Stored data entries
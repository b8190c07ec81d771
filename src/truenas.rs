use std::time::Duration;

use anyhow::Result;
use log::{debug, error, info, warn};
use serde_json::json;

use crate::config::constants;
use crate::restart::AppPlatform;

/// TrueNAS SCALE API client for querying and restarting chart release apps.
///
/// The service is inert while the base URL or API key is missing: every
/// operation then reports failure without any network traffic, which sends
/// the restart procedure straight to the Docker fallback.
pub struct TrueNasService {
    base_url: String,
    api_key: String,
    client: reqwest::blocking::Client,
}

impl TrueNasService {
    /// Create a new TrueNasService.
    ///
    /// # Arguments
    ///
    /// * `base_url` - Base URL of the TrueNAS API without a trailing slash
    ///   (e.g. "https://truenas.local"); empty when unconfigured
    /// * `api_key` - TrueNAS API key used as a bearer token; empty when
    ///   unconfigured
    /// * `ssl_verify` - Whether to verify the TLS certificate; TrueNAS boxes
    ///   commonly serve self-signed certificates
    ///
    /// # Errors
    ///
    /// Returns an error if the HTTP client cannot be constructed.
    pub fn new(base_url: String, api_key: String, ssl_verify: bool) -> Result<Self> {
        let client = reqwest::blocking::Client::builder()
            .danger_accept_invalid_certs(!ssl_verify)
            .build()?;

        Ok(Self {
            base_url,
            api_key,
            client,
        })
    }

    fn is_configured(&self) -> bool {
        !self.base_url.is_empty() && !self.api_key.is_empty()
    }

    /// Fetch the names of all chart release apps known to TrueNAS.
    fn fetch_app_names(&self) -> Result<Vec<String>> {
        let response = self
            .client
            .get(format!("{}/api/v2.0/chart/release", self.base_url))
            .bearer_auth(&self.api_key)
            .timeout(Duration::from_secs(constants::EXISTS_TIMEOUT_SECONDS))
            .send()?;

        if !response.status().is_success() {
            return Err(anyhow::anyhow!(
                "Failed to list TrueNAS apps: HTTP {}",
                response.status()
            ));
        }

        let releases: Vec<serde_json::Value> = response.json()?;
        Ok(releases
            .iter()
            .filter_map(|release| release.get("name").and_then(|name| name.as_str()))
            .map(ToOwned::to_owned)
            .collect())
    }

    fn request_restart(&self, app_name: &str) -> Result<()> {
        let response = self
            .client
            .post(format!("{}/api/v2.0/chart/release/restart", self.base_url))
            .bearer_auth(&self.api_key)
            .timeout(Duration::from_secs(constants::RESTART_TIMEOUT_SECONDS))
            .json(&json!({ "release_name": app_name }))
            .send()?;

        if !response.status().is_success() {
            return Err(anyhow::anyhow!(
                "Failed to restart TrueNAS app: HTTP {}",
                response.status()
            ));
        }

        Ok(())
    }
}

impl AppPlatform for TrueNasService {
    /// Check whether the app is present in the TrueNAS chart release list.
    ///
    /// Any API failure is treated as "not found" so the restart procedure
    /// can move on to the Docker fallback.
    fn app_exists(&self, app_name: &str) -> bool {
        if !self.is_configured() {
            return false;
        }

        match self.fetch_app_names() {
            Ok(names) => {
                let exists = names.iter().any(|name| name == app_name);
                debug!("TrueNAS app '{}' exists: {}", app_name, exists);
                exists
            }
            Err(e) => {
                warn!("Could not fetch the app list from TrueNAS: {}", e);
                false
            }
        }
    }

    fn restart_app(&self, app_name: &str) -> bool {
        if !self.is_configured() {
            return false;
        }

        match self.request_restart(app_name) {
            Ok(()) => {
                info!("Restarted the TrueNAS app '{}' via the API.", app_name);
                true
            }
            Err(e) => {
                error!(
                    "Failed to restart the app '{}' via the TrueNAS API: {}",
                    app_name, e
                );
                false
            }
        }
    }
}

▶ Your objective
When a line of the records includes "constants", that line belongs in the answer.

▶ Response for this exercise
use crate::config::constants;
            .timeout(Duration::from_secs(constants::EXISTS_TIMEOUT_SECONDS))
            .timeout(Duration::from_secs(constants::RESTART_TIMEOUT_SECONDS))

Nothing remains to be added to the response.